Tumor microenvironment: What is the role of adipocytes during tumor development? (2014)

Undergraduate: Alissa Vanderlinden

Faculty Advisor: Andrew Dudley
Department: Biology

---

Among women in the United States, breast cancer is the most commonly diagnosed cancer and the second leading cause of death. During breast tumor progression, the surrounding breast tissue, largely composed of adipose tissue, becomes hardened and fibrotic, promoting inflammation and angiogenesis in tumors. However, the origin of the fibroblasts, major stromal support cells, remains uncertain. My hypothesis to explain the increase in fibrotic tissue and the decrease in adipose tissue is that the adipocytes de-differentiate into fibroblasts.
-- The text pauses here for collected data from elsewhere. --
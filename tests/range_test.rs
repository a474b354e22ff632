//! Range constraints: inclusive bounds for number values, string
//! lengths, and array element counts, plus the zero-bound quirk.

use rstest::rstest;
use serde_json::{Value, json};
use shapecheck::prelude::*;

// ============================================================================
// NUMBER VALUE BOUNDS
// ============================================================================

#[rstest]
#[case(json!(1))]
#[case(json!(5))]
#[case(json!(10))]
fn number_bounds_are_inclusive(#[case] input: Value) {
    let schema = number().min(1.0).max(10.0);
    assert_eq!(schema.validate(&input).unwrap(), input);
}

#[test]
fn number_below_minimum() {
    let err = number().min(1.0).max(10.0).validate(&json!(0)).unwrap_err();
    assert_eq!(err.kind(), ErrorKind::BelowMinimum);
    assert_eq!(err.message(), "Minimum of 1 required");
}

#[test]
fn number_above_maximum() {
    let err = number().min(1.0).max(10.0).validate(&json!(11)).unwrap_err();
    assert_eq!(err.kind(), ErrorKind::AboveMaximum);
    assert_eq!(err.message(), "Maximum of 10 required");
}

// ============================================================================
// STRING LENGTH BOUNDS
// ============================================================================

#[rstest]
#[case("a")]
#[case("abcde")]
#[case("abcdefghij")]
fn string_length_bounds_are_inclusive(#[case] input: &str) {
    let schema = string().min(1).max(10);
    assert_eq!(schema.validate(&json!(input)).unwrap(), json!(input));
}

#[test]
fn string_too_short() {
    let err = string().min(1).max(10).validate(&json!("")).unwrap_err();
    assert_eq!(err.kind(), ErrorKind::BelowMinimum);
    assert_eq!(err.message(), "Minimum of 1 characters required");
}

#[test]
fn string_too_long() {
    let err = string()
        .min(1)
        .max(10)
        .validate(&json!("abcdefghijk"))
        .unwrap_err();
    assert_eq!(err.kind(), ErrorKind::AboveMaximum);
    assert_eq!(err.message(), "Maximum of 10 characters required");
}

// ============================================================================
// ARRAY LENGTH BOUNDS
// ============================================================================

#[rstest]
#[case(json!([1]))]
#[case(json!([1, 2, 3, 4, 5]))]
#[case(json!([1, 2, 3, 4, 5, 6, 7, 8, 9, 10]))]
fn array_length_bounds_are_inclusive(#[case] input: Value) {
    let schema = array(number()).min(1).max(10);
    assert_eq!(schema.validate(&input).unwrap(), input);
}

#[test]
fn array_too_short() {
    let err = array(number()).min(1).validate(&json!([])).unwrap_err();
    assert_eq!(err.kind(), ErrorKind::BelowMinimum);
    assert_eq!(err.message(), "Minimum of 1 elements required");
}

#[test]
fn array_too_long() {
    let err = array(number())
        .max(10)
        .validate(&json!([1, 2, 3, 4, 5, 6, 7, 8, 9, 10, 11]))
        .unwrap_err();
    assert_eq!(err.kind(), ErrorKind::AboveMaximum);
    assert_eq!(err.message(), "Maximum of 10 elements required");
}

// ============================================================================
// ZERO BOUNDS ARE UNSET
// ============================================================================

// A configured bound of exactly zero is never enforced. Documented
// behavior; callers rely on it.

#[test]
fn zero_minimum_is_never_enforced() {
    assert!(string().min(0).validate(&json!("")).is_ok());
    assert!(array(number()).min(0).validate(&json!([])).is_ok());
    assert!(number().min(0.0).validate(&json!(-5)).is_ok());
}

#[test]
fn zero_maximum_is_never_enforced() {
    assert!(string().max(0).validate(&json!("anything")).is_ok());
    assert!(number().max(0.0).validate(&json!(99)).is_ok());
}
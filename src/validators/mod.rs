//! Built-in validator kinds and their factory functions.
//!
//! A schema is a tree of validators built from the five factories below
//! and configured through their fluent setters:
//!
//! ```
//! use shapecheck::prelude::*;
//! use serde_json::json;
//!
//! let signup = object(fields! {
//!     "email" => string().email(),
//!     "age" => number().min(13.0).optional(),
//! });
//! assert!(signup.validate(&json!({ "email": "a@b.co" })).is_ok());
//! ```

mod array;
mod boolean;
mod number;
mod object;
mod string;

pub use array::ArrayValidator;
pub use boolean::BooleanValidator;
pub use number::NumberValidator;
pub use object::ObjectValidator;
pub use string::StringValidator;

use crate::core::Validate;

/// Creates a required string validator.
#[must_use]
pub fn string() -> StringValidator {
    StringValidator::new()
}

/// Creates a required number validator.
#[must_use]
pub fn number() -> NumberValidator {
    NumberValidator::new()
}

/// Creates a required boolean validator.
#[must_use]
pub fn boolean() -> BooleanValidator {
    BooleanValidator::new()
}

/// Creates a required array validator delegating elements to `element`.
#[must_use]
pub fn array(element: impl Validate + 'static) -> ArrayValidator {
    ArrayValidator::new(Box::new(element))
}

/// Creates a required object validator with the given declared fields.
///
/// Declaration order is significant; the [`fields!`](crate::fields)
/// macro is the usual way to build the list.
#[must_use]
pub fn object(fields: impl IntoIterator<Item = (String, Box<dyn Validate>)>) -> ObjectValidator {
    ObjectValidator::new(fields)
}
I have isolated mature adipocytes from mouse mammary fat pads and performed in vitro characterization of these cells. The morphology and adipocyte and fibroblast gene expression are compared before and after co-culture with tumor cells. To track the fate of the adipocytes in vivo during tumor growth, Adipoq-cre mice are crossed with ZS-green reporter mice to produce Zs-greenAdi-cre mice whose mature adipocytes are tagged with the fluorescent protein ZS-green. I have optimized a mammary tumor spheroid model that accurately represents clinical tumor growth for injection into the mammary fat pads of the Zs-greenAdi-cre reporter mice. Tumor-associated adipose tissue will be harvested and the gene expression and morphology will be compared to normal adipose tissue. Determining the origin of tumor-associated fibroblasts will offer potential means of cancer therapy by targeting stromal support cells.